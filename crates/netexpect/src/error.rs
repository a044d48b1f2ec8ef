//! Error types for netexpect.
//!
//! This module defines all error types used throughout the library.
//! Errors are designed to be informative, providing context about what went
//! wrong and including relevant data for debugging (e.g., buffer contents
//! when a login phase fails).

use std::time::Duration;

use thiserror::Error;

/// Maximum length of buffer content to display in error messages.
const MAX_BUFFER_DISPLAY: usize = 500;

/// Format captured session output for display, truncating if necessary.
fn format_buffer_snippet(buffer: &str) -> String {
    if buffer.is_empty() {
        return "(empty buffer)".to_string();
    }

    if buffer.len() <= MAX_BUFFER_DISPLAY {
        return format!(
            "┌─ buffer ({} bytes) ──────────────────────\n│ {}\n└────────────────────────────────────────",
            buffer.len(),
            buffer.lines().collect::<Vec<_>>().join("\n│ ")
        );
    }

    // Large buffer - show the tail, which is where the failed phase stalled
    let lines: Vec<&str> = buffer.lines().collect();
    let tail_lines = &lines[lines.len().saturating_sub(6)..];
    let hidden = lines.len() - tail_lines.len();

    format!(
        "┌─ buffer ({} bytes, {} lines) ─────────────\n│ ... ({} lines hidden)\n│ {}\n└────────────────────────────────────────",
        buffer.len(),
        lines.len(),
        hidden,
        tail_lines.join("\n│ ")
    )
}

/// The main error type for netexpect operations.
#[derive(Debug, Error)]
pub enum NetError {
    /// Failed to spawn a process.
    #[error("failed to spawn process: {0}")]
    Spawn(#[from] SpawnError),

    /// An I/O error occurred.
    #[error("I/O error: {0}")]
    Io(#[from] std::io::Error),

    /// An I/O error occurred with additional context.
    #[error("{context}: {source}")]
    IoWithContext {
        /// What operation was being performed.
        context: String,
        /// The underlying I/O error.
        #[source]
        source: std::io::Error,
    },

    /// All spawn templates and retries were exhausted without a working
    /// session.
    #[error("connect failed after {attempts} attempts: {last_error}")]
    ConnectFailed {
        /// Total spawn attempts made.
        attempts: usize,
        /// The last recorded per-attempt failure.
        last_error: String,
    },

    /// No username/password/command prompt appeared within the login timeout.
    #[error("no initial prompt within {timeout:?}\n{}", format_buffer_snippet(buffer))]
    NoFirstPrompt {
        /// The login timeout that elapsed.
        timeout: Duration,
        /// Output received while waiting.
        buffer: String,
    },

    /// The connection was refused, reset, or rejected before login.
    #[error("connection rejected by remote side: {banner}")]
    BadOpen {
        /// The banner or error line that matched the bad-open pattern.
        banner: String,
    },

    /// The device rejected the supplied password.
    #[error("authentication failed: password rejected")]
    BadPassword,

    /// No password sub-prompt appeared after sending the enable command.
    #[error("no enable password prompt after enable command")]
    NoEnablePrompt,

    /// The device rejected the enable password.
    #[error("enable failed: privileged-mode password rejected")]
    EnableFailed,

    /// Prompt detection exhausted its retry bound without two stable reads.
    #[error("no stable prompt found after {attempts} attempts")]
    NoPromptFound {
        /// Number of carriage-return probes sent.
        attempts: usize,
    },

    /// A command was issued against a session with no detected prompt.
    #[error("session is not at a known prompt; run prompt detection first")]
    NotReady,

    /// The replay transcript's next entry does not match the requested
    /// command. Replay is strictly sequential and never resynchronized.
    #[error("replay sequence mismatch: expected command {expected:?}, transcript has {found:?}")]
    SequenceMismatch {
        /// The command the caller asked for.
        expected: String,
        /// The command recorded next in the transcript.
        found: String,
    },

    /// A transcript file could not be read or parsed.
    #[error("transcript error: {message}")]
    Transcript {
        /// Description of the problem.
        message: String,
    },

    /// A spawn-command template could not be rendered.
    #[error("template error: {0}")]
    Template(#[from] TemplateError),

    /// Configuration error.
    #[error("configuration error: {message}")]
    Config {
        /// Description of the configuration error.
        message: String,
    },

    /// Invalid regex pattern.
    #[error("invalid regex pattern: {0}")]
    Regex(#[from] regex::Error),

    /// Session is closed.
    #[error("session is closed")]
    SessionClosed,

    /// Batch driver error (work list or child management).
    #[error("batch error: {message}")]
    Batch {
        /// Description of the batch-level failure.
        message: String,
    },
}

/// Errors related to process spawning.
#[derive(Debug, Error)]
pub enum SpawnError {
    /// Command not found.
    #[error("command not found: {command}")]
    CommandNotFound {
        /// The command that was not found.
        command: String,
    },

    /// PTY allocation failed.
    #[error("failed to allocate PTY: {reason}")]
    PtyAllocation {
        /// The reason for the failure.
        reason: String,
    },

    /// Failed to set up the controlling terminal.
    #[error("failed to set up terminal: {reason}")]
    TerminalSetup {
        /// The reason for the failure.
        reason: String,
    },

    /// The spawn command line was empty after template rendering.
    #[error("empty spawn command")]
    EmptyCommand,

    /// General I/O error during spawn.
    #[error("I/O error during spawn: {0}")]
    Io(#[from] std::io::Error),
}

/// Errors from spawn-command template rendering.
#[derive(Debug, Error, PartialEq, Eq)]
pub enum TemplateError {
    /// The template references a placeholder outside the closed key set.
    #[error("unknown placeholder {{{key}}}")]
    UnknownKey {
        /// The offending placeholder name.
        key: String,
    },

    /// A required placeholder has no configured value.
    #[error("unresolved placeholder {{{key}}}: no value configured")]
    Unresolved {
        /// The placeholder that could not be filled.
        key: String,
    },

    /// An opening brace was never closed.
    #[error("unterminated placeholder starting at byte {position}")]
    Unterminated {
        /// Byte offset of the opening brace.
        position: usize,
    },
}

/// Result type alias for netexpect operations.
pub type Result<T> = std::result::Result<T, NetError>;

impl NetError {
    /// Create an I/O error with context.
    pub fn io_context(context: impl Into<String>, source: std::io::Error) -> Self {
        Self::IoWithContext {
            context: context.into(),
            source,
        }
    }

    /// Create a configuration error.
    pub fn config(message: impl Into<String>) -> Self {
        Self::Config {
            message: message.into(),
        }
    }

    /// Create a transcript error.
    pub fn transcript(message: impl Into<String>) -> Self {
        Self::Transcript {
            message: message.into(),
        }
    }

    /// Create a batch error.
    pub fn batch(message: impl Into<String>) -> Self {
        Self::Batch {
            message: message.into(),
        }
    }

    /// Create a sequence-mismatch error.
    pub fn sequence_mismatch(expected: impl Into<String>, found: impl Into<String>) -> Self {
        Self::SequenceMismatch {
            expected: expected.into(),
            found: found.into(),
        }
    }

    /// Check if this is a login-phase failure (fatal for the session, not
    /// retried internally).
    #[must_use]
    pub const fn is_login_failure(&self) -> bool {
        matches!(
            self,
            Self::NoFirstPrompt { .. }
                | Self::BadOpen { .. }
                | Self::BadPassword
                | Self::NoEnablePrompt
                | Self::EnableFailed
        )
    }

    /// Check if this is a connect failure (retryable by the caller).
    #[must_use]
    pub const fn is_connect_failure(&self) -> bool {
        matches!(self, Self::ConnectFailed { .. })
    }

    /// Get the captured buffer contents if this error carries them.
    #[must_use]
    pub fn buffer(&self) -> Option<&str> {
        match self {
            Self::NoFirstPrompt { buffer, .. } => Some(buffer),
            _ => None,
        }
    }
}

impl SpawnError {
    /// Create a command not found error.
    pub fn command_not_found(command: impl Into<String>) -> Self {
        Self::CommandNotFound {
            command: command.into(),
        }
    }

    /// Create a PTY allocation error.
    pub fn pty_allocation(reason: impl Into<String>) -> Self {
        Self::PtyAllocation {
            reason: reason.into(),
        }
    }

    /// Create a terminal setup error.
    pub fn terminal_setup(reason: impl Into<String>) -> Self {
        Self::TerminalSetup {
            reason: reason.into(),
        }
    }
}
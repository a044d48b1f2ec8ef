//! Command execution.
//!
//! Sends one command line and collects output until the known prompt returns
//! at the start of a line. Pagination prompts are answered with a single
//! space, caller-supplied answer tables handle confirmations and wizards, and
//! a prompt-shaped line with output still ahead of it is only trusted after a
//! confirming carriage return. The stall timeout bounds silence, not total
//! duration: it resets whenever data arrives.

use tokio::io::{AsyncRead, AsyncWrite};
use tracing::debug;

use crate::config::PROMPT_RETRY_BOUND;
use crate::error::{NetError, Result};
use crate::pattern::{AnswerAction, AnswerTable};

use super::handle::{ReadOutcome, Session};

/// Result of one command call.
#[derive(Debug, Clone, PartialEq, Eq)]
pub enum CommandReply {
    /// The command completed at a confirmed prompt boundary. An empty string
    /// is a legitimate result for a command with no output.
    Output(String),

    /// Completion could not be confirmed: the stream stalled past the
    /// command timeout without a prompt boundary. Distinct from empty output
    /// and deliberately not an error; the caller decides how to treat it.
    Unconfirmed,
}

impl CommandReply {
    /// Whether completion could not be confirmed.
    #[must_use]
    pub const fn is_unconfirmed(&self) -> bool {
        matches!(self, Self::Unconfirmed)
    }

    /// The output text, if the command completed.
    #[must_use]
    pub fn output(&self) -> Option<&str> {
        match self {
            Self::Output(text) => Some(text),
            Self::Unconfirmed => None,
        }
    }

    /// Consume into the output text, if the command completed.
    #[must_use]
    pub fn into_output(self) -> Option<String> {
        match self {
            Self::Output(text) => Some(text),
            Self::Unconfirmed => None,
        }
    }
}

/// Locate the prompt at the tail of the buffer: the occurrence must sit at a
/// line start with nothing but whitespace after it.
fn find_prompt_boundary(pending: &str, prompt: &str) -> Option<usize> {
    let idx = pending.rfind(prompt)?;
    let at_line_start = idx == 0 || pending.as_bytes()[idx - 1] == b'\n';
    let tail = &pending[idx + prompt.len()..];
    (at_line_start && tail.trim().is_empty()).then_some(idx)
}

/// Strip the device's echo of the submitted command and the newline that
/// separated the output from the trailing prompt.
fn strip_echo(command: &str, collected: &str) -> String {
    let mut text = collected;
    if let Some(rest) = text.strip_prefix(command) {
        text = rest;
    }
    if let Some(rest) = text.strip_prefix('\n') {
        text = rest;
    }
    text.strip_suffix('\n').unwrap_or(text).to_string()
}

impl<T> Session<T>
where
    T: AsyncRead + AsyncWrite + Unpin + Send,
{
    /// Run a command and collect its output.
    ///
    /// # Errors
    ///
    /// Returns [`NetError::NotReady`] if prompt detection has not run,
    /// [`NetError::SequenceMismatch`] in replay mode for an out-of-order
    /// command, or an I/O error from the transport.
    pub async fn command(&mut self, command: &str) -> Result<CommandReply> {
        self.command_with(command, &AnswerTable::new()).await
    }

    /// Run a command with an answer table for non-standard prompts.
    ///
    /// Table entries are evaluated in insertion order on every new chunk of
    /// output; the first match wins. See [`AnswerTable`] for the actions.
    ///
    /// Prompt-shaped lines at the tail of the output are treated as candidate
    /// completion boundaries and consumed during confirmation: an output line
    /// that exactly matches the detected prompt will not appear in the
    /// returned text.
    ///
    /// # Errors
    ///
    /// Same conditions as [`Session::command`].
    pub async fn command_with(
        &mut self,
        command: &str,
        answers: &AnswerTable,
    ) -> Result<CommandReply> {
        // Replay mode bypasses the live transport entirely.
        if let Some(player) = &mut self.player {
            return player.next(command).map(CommandReply::Output);
        }

        if self.closed {
            return Err(NetError::SessionClosed);
        }
        let Some(prompt) = self.prompt.clone() else {
            return Err(NetError::NotReady);
        };

        self.drain_pending();
        self.send_line(command).await?;

        let stall = self.config.timeouts.command;
        let mut collected = String::new();
        let mut confirmations = 0usize;

        loop {
            // 1. Caller-supplied answers take precedence, first match wins.
            if let Some((m, action)) = answers.find_match(&self.pending) {
                let action = action.clone();
                collected.push_str(&self.pending[..m.start]);
                self.consume_pending(m.end);
                match action {
                    AnswerAction::Respond(text) => self.send(&text).await?,
                    AnswerAction::ReturnImmediately => {
                        return self.finish(command, &collected);
                    }
                    AnswerAction::Continue => {}
                }
                continue;
            }

            // 2. Pagination: answer with a single space, marker excluded
            // from the output.
            if let Some(m) = self.prompts.pagination.matches(&self.pending) {
                collected.push_str(&self.pending[..m.start]);
                self.consume_pending(m.end);
                self.send(" ").await?;
                continue;
            }

            // 3. Prompt boundary at the buffer tail.
            if let Some(idx) = find_prompt_boundary(&self.pending, &prompt) {
                let before = &self.pending[..idx];
                if before.trim().is_empty() {
                    // Genuine idle prompt: nothing pending ahead of it.
                    return self.finish(command, &collected);
                }

                // Output precedes the prompt-shaped line, so it may be noise
                // that merely resembles the prompt. Confirm with one more
                // carriage return, bounded so prompt-shaped noise cannot
                // loop forever.
                collected.push_str(before);
                self.drain_pending();
                confirmations += 1;
                if confirmations >= PROMPT_RETRY_BOUND {
                    debug!(address = %self.config.address, %command, "prompt confirmation bound hit");
                    return Ok(CommandReply::Unconfirmed);
                }
                self.send("\r").await?;
                continue;
            }

            // 4. Nothing matched: wait for more data, bounded by the stall
            // timeout.
            match self.read_more(stall).await? {
                ReadOutcome::Data => {}
                ReadOutcome::Timeout => {
                    debug!(address = %self.config.address, %command, "command stalled");
                    return Ok(CommandReply::Unconfirmed);
                }
                ReadOutcome::Eof => {
                    self.closed = true;
                    return Ok(CommandReply::Unconfirmed);
                }
            }
        }
    }

    fn finish(&mut self, command: &str, collected: &str) -> Result<CommandReply> {
        self.drain_pending();
        let output = strip_echo(command, collected);
        self.record(command, &output)?;
        Ok(CommandReply::Output(output))
    }
}
//! Batch work lists.
//!
//! Plain text, one set of per-worker parameters per line. Comment lines
//! (`#`-prefixed) and blank lines are ignored.

use std::path::Path;

use crate::error::{NetError, Result};

/// One work-list line.
#[derive(Debug, Clone, PartialEq, Eq)]
pub struct WorkItem {
    /// The raw parameter line.
    pub line: String,
}

impl WorkItem {
    /// Create an item from a parameter line.
    #[must_use]
    pub fn new(line: impl Into<String>) -> Self {
        Self { line: line.into() }
    }

    /// The line split into whitespace-separated arguments.
    #[must_use]
    pub fn args(&self) -> Vec<String> {
        self.line.split_whitespace().map(ToString::to_string).collect()
    }
}

/// Parse work-list text.
#[must_use]
pub fn parse(text: &str) -> Vec<WorkItem> {
    text.lines()
        .map(str::trim)
        .filter(|line| !line.is_empty() && !line.starts_with('#'))
        .map(WorkItem::new)
        .collect()
}

/// Load a work list from a file.
///
/// # Errors
///
/// Returns a batch error if the file cannot be read.
pub fn load(path: impl AsRef<Path>) -> Result<Vec<WorkItem>> {
    let path = path.as_ref();
    let text = std::fs::read_to_string(path)
        .map_err(|e| NetError::batch(format!("read work list {}: {e}", path.display())))?;
    Ok(parse(&text))
}

#[cfg(test)]
mod tests {
    use super::*;

    #[test]
    fn comments_and_blanks_are_ignored() {
        let items = parse("# routers\nr1.example.net\n\n  \nr2.example.net 2022\n# done\n");
        assert_eq!(items.len(), 2);
        assert_eq!(items[0].line, "r1.example.net");
        assert_eq!(items[1].args(), vec!["r2.example.net", "2022"]);
    }

    #[test]
    fn empty_list() {
        assert!(parse("# nothing here\n\n").is_empty());
    }

    #[test]
    fn load_from_file() {
        let dir = tempfile::tempdir().unwrap();
        let path = dir.path().join("routers.list");
        std::fs::write(&path, "r1\nr2\n").unwrap();

        let items = load(&path).unwrap();
        assert_eq!(items.len(), 2);
    }
}
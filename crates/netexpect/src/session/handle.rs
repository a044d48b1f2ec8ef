//! Core session handle.
//!
//! A [`Session`] owns one interactive connection: the async transport (a PTY
//! master for live connections, a scripted device in tests), the cleaned
//! output buffer every pattern match runs against, and the detected prompt
//! that anchors all output-boundary decisions.

use std::time::Duration;

use bytes::BytesMut;
use tokio::io::{AsyncRead, AsyncReadExt, AsyncWrite, AsyncWriteExt};
use tokio::time::timeout;
use tracing::debug;

use crate::clean;
use crate::config::{CompiledPrompts, SessionConfig};
use crate::error::Result;
use crate::log::{escape_nonprintable, redact};
use crate::transcript::{Player, Recorder};

/// Outcome of one bounded read from the transport.
#[derive(Debug, Clone, Copy, PartialEq, Eq)]
pub(crate) enum ReadOutcome {
    /// New data arrived and was appended to the pending buffer.
    Data,
    /// The wait elapsed with nothing received.
    Timeout,
    /// The transport reached end of stream.
    Eof,
}

/// One interactive device session over an async transport.
pub struct Session<T> {
    transport: T,
    pub(crate) config: SessionConfig,
    pub(crate) prompts: CompiledPrompts,
    secrets: Vec<String>,
    pub(crate) prompt: Option<String>,
    /// Cleaned output received but not yet consumed by a match.
    pub(crate) pending: String,
    pub(crate) recorder: Option<Recorder>,
    pub(crate) player: Option<Player>,
    /// The rendered spawn command that produced a working connection.
    pub(crate) working_command: Option<String>,
    pub(crate) closed: bool,
    #[cfg(unix)]
    pub(crate) child: Option<crate::spawn::ChildHandle>,
}

impl<T> std::fmt::Debug for Session<T> {
    fn fmt(&self, f: &mut std::fmt::Formatter<'_>) -> std::fmt::Result {
        f.debug_struct("Session")
            .field("address", &self.config.address)
            .field("prompt", &self.prompt)
            .field("closed", &self.closed)
            .finish_non_exhaustive()
    }
}

impl<T> Session<T>
where
    T: AsyncRead + AsyncWrite + Unpin + Send,
{
    /// Create a session over an already-established transport.
    ///
    /// Compiles the configured prompt patterns and opens the transcript
    /// recorder or player if the configuration names one.
    ///
    /// # Errors
    ///
    /// Returns an error on an invalid prompt regex or an unusable transcript
    /// file.
    pub fn new(transport: T, config: SessionConfig) -> Result<Self> {
        let prompts = config.prompts.compile()?;
        let secrets = config.secrets();
        let recorder = match &config.record_path {
            Some(path) => Some(Recorder::open(path)?),
            None => None,
        };
        let player = match &config.replay_path {
            Some(path) => Some(Player::load(path)?),
            None => None,
        };

        Ok(Self {
            transport,
            config,
            prompts,
            secrets,
            prompt: None,
            pending: String::new(),
            recorder,
            player,
            working_command: None,
            closed: false,
            #[cfg(unix)]
            child: None,
        })
    }

    /// The detected command prompt, if prompt detection has run.
    #[must_use]
    pub fn prompt(&self) -> Option<&str> {
        self.prompt.as_deref()
    }

    /// The spawn command that produced this connection, once connected.
    #[must_use]
    pub fn working_command(&self) -> Option<&str> {
        self.working_command.as_deref()
    }

    /// Whether the session has been closed.
    #[must_use]
    pub const fn is_closed(&self) -> bool {
        self.closed
    }

    /// Read once from the transport, waiting at most `wait`.
    ///
    /// Received bytes are cleaned and appended to the pending buffer.
    pub(crate) async fn read_more(&mut self, wait: Duration) -> Result<ReadOutcome> {
        let mut buf = BytesMut::with_capacity(4096);
        match timeout(wait, self.transport.read_buf(&mut buf)).await {
            Err(_elapsed) => Ok(ReadOutcome::Timeout),
            Ok(Ok(0)) => Ok(ReadOutcome::Eof),
            Ok(Ok(_)) => {
                let text = clean::clean(&buf);
                self.log_line("rx", &text);
                self.pending.push_str(&text);
                Ok(ReadOutcome::Data)
            }
            Ok(Err(e)) => Err(e.into()),
        }
    }

    /// Transmit text exactly as given.
    pub(crate) async fn send(&mut self, text: &str) -> Result<()> {
        self.log_line("tx", text);
        self.transport.write_all(text.as_bytes()).await?;
        self.transport.flush().await?;
        Ok(())
    }

    /// Transmit text followed by a carriage return.
    pub(crate) async fn send_line(&mut self, text: &str) -> Result<()> {
        self.log_line("tx", text);
        self.transport.write_all(text.as_bytes()).await?;
        self.transport.write_all(b"\r").await?;
        self.transport.flush().await?;
        Ok(())
    }

    /// Discard any buffered output.
    pub(crate) fn drain_pending(&mut self) {
        self.pending.clear();
    }

    /// Consume the first `n` bytes of the pending buffer.
    pub(crate) fn consume_pending(&mut self, n: usize) {
        self.pending.drain(..n);
    }

    /// Record a command/output pair if record mode is active.
    pub(crate) fn record(&mut self, command: &str, output: &str) -> Result<()> {
        if let Some(recorder) = &mut self.recorder {
            recorder.append(command, output)?;
        }
        Ok(())
    }

    fn log_line(&self, direction: &str, text: &str) {
        debug!(
            address = %self.config.address,
            data = %escape_nonprintable(&redact(text, &self.secrets)),
            "{direction}"
        );
    }
}

#[cfg(test)]
mod tests {
    use super::*;
    use crate::config::Credentials;
    use crate::mock::MockDevice;

    fn test_config() -> SessionConfig {
        SessionConfig::new("r1.test")
            .credentials(Credentials::new("admin", "pw"))
    }

    #[tokio::test]
    async fn read_more_cleans_and_buffers() {
        let device = MockDevice::new().banner(b"\xff\xfbhello\r\n".as_slice());
        let mut session = Session::new(device, test_config()).unwrap();

        let outcome = session.read_more(Duration::from_millis(200)).await.unwrap();
        assert_eq!(outcome, ReadOutcome::Data);
        assert_eq!(session.pending, "hello\n");
    }

    #[tokio::test]
    async fn read_more_times_out_quietly() {
        let device = MockDevice::new();
        let mut session = Session::new(device, test_config()).unwrap();

        let outcome = session.read_more(Duration::from_millis(50)).await.unwrap();
        assert_eq!(outcome, ReadOutcome::Timeout);
        assert!(session.pending.is_empty());
    }

    #[tokio::test]
    async fn read_more_reports_eof() {
        let device = MockDevice::new();
        device.signal_eof();
        let mut session = Session::new(device, test_config()).unwrap();

        let outcome = session.read_more(Duration::from_millis(200)).await.unwrap();
        assert_eq!(outcome, ReadOutcome::Eof);
    }

    #[tokio::test]
    async fn send_line_appends_carriage_return() {
        let device = MockDevice::new();
        let handle = device.clone();
        let mut session = Session::new(device, test_config()).unwrap();

        session.send_line("show version").await.unwrap();
        assert_eq!(handle.input_str(), "show version\r");
    }
}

● TASK PROMPT:
Read through the data and copy every line where "waiting" shows up.

● WRITTEN RESPONSE:
        /// Output received while waiting.
    /// Read once from the transport, waiting at most `wait`.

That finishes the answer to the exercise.